■ ACTIVITY:
Return the data below exactly, stopping after the line with "pub fn new(n_cols: usize)".

::::

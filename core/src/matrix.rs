//! Compressed sparse row matrix used for field matrices and query vectors.

use crate::error::{RankError, Result};
use serde::{Deserialize, Serialize};

#[derive(Debug, Clone, PartialEq, Default, Serialize, Deserialize)]
pub struct CsrMatrix {
    n_cols: usize,
    /// `indptr[r]..indptr[r + 1]` spans the entries of row `r`.
    indptr: Vec<usize>,
    /// Column indices, strictly increasing within a row.
    indices: Vec<u32>,
    data: Vec<f32>,
}

impl CsrMatrix {
    pub fn new(n_cols: usize) -> Self {
        Self { n_cols, indptr: vec![0], indices: Vec::new(), data: Vec::new() }
    }

    /// Append a row from `(column, value)` pairs sorted by column.
    pub fn push_row<I: IntoIterator<Item = (u32, f32)>>(&mut self, entries: I) {
        for (col, value) in entries {
            debug_assert!((col as usize) < self.n_cols);
            self.indices.push(col);
            self.data.push(value);
        }
        self.indptr.push(self.indices.len());
    }

    pub fn n_rows(&self) -> usize { self.indptr.len().saturating_sub(1) }
    pub fn n_cols(&self) -> usize { self.n_cols }
    pub fn nnz(&self) -> usize { self.data.len() }

    pub fn row(&self, r: usize) -> SparseRow<'_> {
        let span = self.indptr[r]..self.indptr[r + 1];
        SparseRow { indices: &self.indices[span.clone()], data: &self.data[span] }
    }

    pub fn rows(&self) -> impl Iterator<Item = SparseRow<'_>> + '_ {
        (0..self.n_rows()).map(move |r| self.row(r))
    }

    /// Cosine similarity of `query` against every row. Zero vectors on
    /// either side give a similarity of zero.
    pub fn cosine_similarities(&self, query: SparseRow<'_>) -> Vec<f32> {
        let q_norm = query.norm();
        if q_norm == 0.0 {
            return vec![0.0; self.n_rows()];
        }
        self.rows()
            .map(|row| {
                let r_norm = row.norm();
                if r_norm == 0.0 { 0.0 } else { row.dot(&query) / (r_norm * q_norm) }
            })
            .collect()
    }

    /// Verify the internal layout after deserialization.
    pub fn check_shape(&self, expected_rows: usize) -> Result<()> {
        if self.indptr.first() != Some(&0) {
            return Err(RankError::CorruptSnapshot("matrix row pointer does not start at zero".into()));
        }
        if self.n_rows() != expected_rows {
            return Err(RankError::CorruptSnapshot(format!(
                "matrix has {} rows, corpus has {} documents",
                self.n_rows(),
                expected_rows
            )));
        }
        if self.indices.len() != self.data.len() || self.indptr.last() != Some(&self.indices.len()) {
            return Err(RankError::CorruptSnapshot("matrix entry arrays disagree in length".into()));
        }
        if self.indptr.windows(2).any(|w| w[0] > w[1]) {
            return Err(RankError::CorruptSnapshot("matrix row pointers are not monotone".into()));
        }
        for row in self.rows() {
            if row.indices.windows(2).any(|w| w[0] >= w[1]) {
                return Err(RankError::CorruptSnapshot("matrix columns are not sorted within a row".into()));
            }
            if row.indices.last().is_some_and(|&c| c as usize >= self.n_cols) {
                return Err(RankError::CorruptSnapshot("matrix column index out of range".into()));
            }
        }
        if self.data.iter().any(|v| !v.is_finite()) {
            return Err(RankError::CorruptSnapshot("matrix holds a non-finite weight".into()));
        }
        Ok(())
    }
}

/// Borrowed view of one sparse row.
#[derive(Debug, Clone, Copy)]
pub struct SparseRow<'a> {
    pub indices: &'a [u32],
    pub data: &'a [f32],
}

impl<'a> SparseRow<'a> {
    pub fn norm(&self) -> f32 {
        self.data.iter().map(|v| v * v).sum::<f32>().sqrt()
    }

    /// Dot product by merging the two sorted index lists.
    pub fn dot(&self, other: &SparseRow<'_>) -> f32 {
        let (mut i, mut j, mut acc) = (0, 0, 0.0f32);
        while i < self.indices.len() && j < other.indices.len() {
            match self.indices[i].cmp(&other.indices[j]) {
                std::cmp::Ordering::Less => i += 1,
                std::cmp::Ordering::Greater => j += 1,
                std::cmp::Ordering::Equal => {
                    acc += self.data[i] * other.data[j];
                    i += 1;
                    j += 1;
                }
            }
        }
        acc
    }

    pub fn is_empty(&self) -> bool { self.indices.is_empty() }
}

::::

■ ANSWER SPACE:
filename core/src/matrix.rs
//! Compressed sparse row matrix used for field matrices and query vectors.

use crate::error::{RankError, Result};
use serde::{Deserialize, Serialize};

#[derive(Debug, Clone, PartialEq, Default, Serialize, Deserialize)]
pub struct CsrMatrix {
    n_cols: usize,
    /// `indptr[r]..indptr[r + 1]` spans the entries of row `r`.
    indptr: Vec<usize>,
    /// Column indices, strictly increasing within a row.
    indices: Vec<u32>,
    data: Vec<f32>,
}

impl CsrMatrix {
    pub fn new(n_cols: usize) -> Self {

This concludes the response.